Relator afirma que CPI do Crime Organizado acessou dados do Master que comprovam repasses para familiares de Toffoli e Moraes

O relator da CPI do Crime Organizado, Alessandro Vieira (MDB-SE), afirmou ao SBT News que a comissão recebeu quebras de sigilo das contas do banqueiro Daniel Vorcaro, dono do banco Master, que comprovam transferência de pagamentos para contas de familiares dos ministros Dias Toffoli e Alexandre de Moraes, do Supremo Tribunal Federal (STF). Vieira é autor do pedido de criação da CPI Toga Master, para investigar diretamente as relações de ministros com Vorcaro e executivos ligados ao banqueiro.

“A gente tem informação que aponta circulação de recursos entre esse grupo criminoso e familiares dos ministros Dias Toffoli e Alexandre de Moraes. Não é razoável dizer agora que essa circulação de recursos é ilícita. Moralmente falando, é absolutamente reprovável. Juridicamente falando, a gente vai ter que ter mais passos para constatar”, revelou em entrevista ao programa Sala de Imprensa.

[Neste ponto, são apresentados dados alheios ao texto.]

#[cfg(test)]
mod tests {
    use super::*;
    use crate::launcher::testing::RecordingSpawner;
    use crate::model::{BundledTheme, ThemeResource};
    use crate::settings::testing::MemorySettings;
    use std::path::PathBuf;

    type Controller = SelectionController<MemorySettings, RecordingSpawner>;

    fn app(name: &str, exec: &str) -> ApplicationEntry {
        ApplicationEntry::new(name, exec)
    }

    fn bundled(name: &'static str, file: &'static str, content: &'static str) -> ThemeEntry {
        ThemeEntry {
            name: name.to_string(),
            display_name: themes::display_name(name),
            resource: ThemeResource::Bundled(BundledTheme { file, content }),
        }
    }

    fn theme_catalog() -> Vec<ThemeEntry> {
        vec![
            bundled("dark", "dark.theme", "background = \"000000ff\""),
            bundled("light", "light.theme", "background = \"ffffffff\""),
        ]
    }

    fn controller_with(settings: MemorySettings) -> Controller {
        SelectionController::new(
            vec![app("Firefox", "firefox %u"), app("GIMP", "gimp")],
            theme_catalog(),
            settings,
            RecordingSpawner::default(),
        )
    }

    fn controller() -> Controller {
        controller_with(MemorySettings::with(CURRENT_THEME_KEY, "dark"))
    }

    fn labels(controller: &Controller) -> Vec<String> {
        controller.displayed().into_iter().map(|item| item.label).collect()
    }

    fn type_text(controller: &mut Controller, text: &str) {
        for ch in text.chars() {
            controller.handle_key(&Key::Text(ch.to_string()));
        }
    }

    #[test]
    fn starts_in_application_mode_with_selector_first() {
        let controller = controller();
        assert_eq!(controller.mode(), Mode::Applications);
        assert_eq!(labels(&controller), vec!["HotSpot: Select Theme", "Firefox", "GIMP"]);
        assert_eq!(controller.view().selected, Some(0));
        assert_eq!(controller.placeholder(), "Search applications...");
    }

    #[test]
    fn startup_applies_persisted_theme() {
        let controller = controller_with(MemorySettings::with(CURRENT_THEME_KEY, "light"));
        assert_eq!(controller.active_theme(), "light");
        assert_eq!(controller.style().background, "ffffffff");
    }

    #[test]
    fn startup_without_setting_falls_back_to_first_theme() {
        let controller = controller_with(MemorySettings::default());
        assert_eq!(controller.active_theme(), "dark");
        assert_eq!(
            controller.settings().value(CURRENT_THEME_KEY).as_deref(),
            Some("dark")
        );
    }

    #[test]
    fn startup_without_themes_keeps_default_style() {
        let controller: Controller = SelectionController::new(
            vec![],
            vec![],
            MemorySettings::default(),
            RecordingSpawner::default(),
        );
        assert_eq!(controller.style(), &Style::default());
        assert_eq!(controller.active_theme(), DEFAULT_THEME);
        assert_eq!(labels(&controller), vec!["HotSpot: Select Theme"]);
    }

    #[test]
    fn typing_filters_and_selects_first_match() {
        let mut controller = controller();
        type_text(&mut controller, "fire");

        assert_eq!(controller.query(), "fire");
        assert_eq!(labels(&controller), vec!["Firefox"]);
        assert_eq!(controller.view().selected, Some(0));

        type_text(&mut controller, "zzz");
        assert!(controller.displayed().is_empty());
        assert_eq!(controller.view().selected, None);
        assert_eq!(controller.activate(), Outcome::Continue);
    }

    #[test]
    fn backspace_widens_the_filter() {
        let mut controller = controller();
        controller.set_query("gimpx");
        assert!(controller.displayed().is_empty());

        controller.handle_key(&Key::Backspace);
        assert_eq!(labels(&controller), vec!["GIMP"]);
    }

    #[test]
    fn activating_an_application_launches_it() {
        let mut controller = controller();
        controller.set_query("fire");

        assert_eq!(controller.handle_key(&Key::Enter), Outcome::Launched);
        assert_eq!(
            controller.spawner().calls,
            vec![("firefox".to_string(), Vec::<String>::new())]
        );
        assert_eq!(controller.mode(), Mode::Applications);
    }

    #[test]
    fn launch_failure_keeps_window_open() {
        let mut controller: Controller = SelectionController::new(
            vec![app("Broken", "does-not-exist")],
            theme_catalog(),
            MemorySettings::default(),
            RecordingSpawner {
                fail: true,
                ..Default::default()
            },
        );
        controller.set_query("broken");

        let outcome = controller.activate();
        assert_eq!(outcome, Outcome::Continue);
        assert!(!outcome.should_exit());
        assert_eq!(controller.spawner().calls.len(), 1);
    }

    #[test]
    fn selector_switches_to_themes_and_resets_filter() {
        let mut controller = controller();
        controller.set_query("select");
        controller.activate();

        assert_eq!(controller.mode(), Mode::Themes);
        assert_eq!(controller.query(), "");
        assert_eq!(labels(&controller), vec!["✓ dark", "light"]);
        assert_eq!(controller.view().selected, Some(0));
        assert_eq!(controller.placeholder(), "Search themes...");
        assert!(controller.spawner().calls.is_empty());
    }

    #[test]
    fn theme_rows_show_name_as_secondary_text() {
        let mut controller = controller();
        controller.activate();

        let items = controller.displayed();
        assert_eq!(items[1].secondary.as_deref(), Some("Theme: light"));
        assert_eq!(items[1].icon.as_deref(), Some(THEME_ICON));
        assert!(items[0].active);
        assert!(!items[1].active);
    }

    #[test]
    fn theme_filter_matches_name_and_display_name() {
        let mut controller = controller();
        controller.activate();
        controller.set_query("LIG");
        assert_eq!(labels(&controller), vec!["light"]);
    }

    #[test]
    fn activating_a_theme_applies_it_and_returns_to_applications() {
        let mut controller = controller();
        controller.activate();
        controller.handle_key(&Key::Down);
        assert_eq!(controller.focus(), Focus::List);

        assert_eq!(controller.handle_key(&Key::Enter), Outcome::Continue);

        assert_eq!(controller.mode(), Mode::Applications);
        assert_eq!(controller.active_theme(), "light");
        assert_eq!(controller.style().background, "ffffffff");
        assert_eq!(
            controller.settings().value(CURRENT_THEME_KEY).as_deref(),
            Some("light")
        );
        assert_eq!(controller.query(), "");
        assert_eq!(controller.view().selected, Some(0));
        assert_eq!(controller.focus(), Focus::Filter);
    }

    #[test]
    fn failed_theme_apply_still_returns_to_applications() {
        let missing = ThemeEntry {
            name: "missing".to_string(),
            display_name: "missing".to_string(),
            resource: ThemeResource::File(PathBuf::from("/nonexistent/missing.theme")),
        };
        let mut themes = theme_catalog();
        themes.push(missing);
        let mut controller: Controller = SelectionController::new(
            vec![],
            themes,
            MemorySettings::with(CURRENT_THEME_KEY, "dark"),
            RecordingSpawner::default(),
        );
        let syncs_after_startup = controller.settings().syncs;

        controller.activate();
        controller.set_query("missing");
        controller.activate();

        assert_eq!(controller.mode(), Mode::Applications);
        assert_eq!(controller.active_theme(), "dark");
        assert_eq!(controller.style().background, "000000ff");
        assert_eq!(controller.settings().syncs, syncs_after_startup);
    }

    #[test]
    fn escape_in_theme_mode_restores_full_application_list() {
        let mut controller = controller();
        controller.set_query("sel");
        controller.activate();
        type_text(&mut controller, "li");
        assert_eq!(labels(&controller), vec!["light"]);

        assert_eq!(controller.handle_key(&Key::Escape), Outcome::Continue);

        assert_eq!(controller.mode(), Mode::Applications);
        assert_eq!(controller.query(), "");
        assert_eq!(labels(&controller), vec!["HotSpot: Select Theme", "Firefox", "GIMP"]);
        assert_eq!(controller.view().selected, Some(0));
        assert_eq!(controller.active_theme(), "dark");
    }

    #[test]
    fn escape_in_application_mode_closes() {
        let mut controller = controller();
        let outcome = controller.handle_key(&Key::Escape);
        assert_eq!(outcome, Outcome::Close);
        assert!(outcome.should_exit());
    }

    #[test]
    fn arrows_wrap_the_selection() {
        let mut controller = controller();
        controller.handle_key(&Key::Up);
        assert_eq!(controller.view().selected, Some(2));
        controller.handle_key(&Key::Down);
        assert_eq!(controller.view().selected, Some(0));
    }

    #[test]
    fn typing_from_the_list_edits_the_filter() {
        let mut controller = controller();
        controller.handle_key(&Key::Down);
        assert_eq!(controller.focus(), Focus::List);

        controller.handle_key(&Key::Text(" ".to_string()));
        assert_eq!(controller.query(), "");
        assert_eq!(controller.view().selected, Some(1));

        controller.handle_key(&Key::Text("g".to_string()));
        assert_eq!(controller.focus(), Focus::Filter);
        assert_eq!(controller.query(), "g");
    }
}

O SBT News procurou o STF e gabinetes dos ministros citados por Alessandro Vieira. Ainda não houve resposta.

Em manifestações recentes, Toffoli confirmou ser sócio da Maridt Participações, empresa que divide com os irmãos e que fez negócios com o fundo Arleen, da Reag Investimentos, ligada às fraudes do Master. Em nota, Toffoli rebateu envolvimento nas fraudes investigadas.

No caso de Alexandre de Moraes, o escritório da esposa, Viviane Barci, reconheceu ter sido contratado para advogar em causas de interesse do Master, porém sem relação com o STF. Sobre o contrato de R$ 128 milhões, o escritório afirma que 15 advogados lidaram com processos do Master.

Ainda sobre a fala do relator, Alessandro Vieira destaca:

“Quando o Master contrata o escritório de advocacia da esposa do Alexandre de Moraes, está contratando um serviço jurídico? Esse escritório prestou serviço correspondente aos valores recebidos? Até o momento, o indicativo é de que não”. “Sobre Toffoli, nós temos notícias conhecidas de que ele é sócio oculto de um fundo patrimonial e tem cotas no resort”, pontuou.

Os dados estão sob sigilo na CPI. Vieira destaca que os relatórios de inteligência financeira (Rif), fornecidos pelo Conselho de Controle de Atividades Financeiras (Coaf), não são como extratos bancários, porque reúnem apenas movimentações atípicas e que, sob análise, podem ser consideradas suspeitas e somente com investigação para comprovar. “Da Reag (gestora de investimentos) tem 200 laudas, do Banco Master tem 80 páginas. São muitas informações de ações e transferências de recursos totalmente atípicas ou suspeitas”, ressaltou.

“Quando um grupo de interesse paga uma viagem para um tomador de decisão está muito próximo da configuração da corrupção ativa”, descreveu. Para o parlamentar, “o Supremo Tribunal Federal precisa de uma faxina e um código de ética”, disse. “Se fossem ministros de outros tribunais já teriam sido afastados”, avaliou.

“Em todos poderes, nós já tivemos apurações e punições quando os fatos são comprovados. O que é inédito é fazer apuração no tocante a ministro do Supremo. Mas aquela toga preta não é uma toga de impunidade. Aquela toga preta simboliza na verdade, a justiça. E justiça, na sua essência, ela tem que ser acreditada pela população”.

A CPI do Crime Organizado teve início em novembro de 2025 para apurar atuação de facções no Brasil, inclusive aspectos financeiros. Como investigar ministros do STF não fazia parte do objeto determinado da comissão, 38 senadores assinaram requerimento para instalação de CPI específica. As investigações elevaram o tensionamento entre STF e Congresso, e pressionam impeachment de ministros da suprema corte.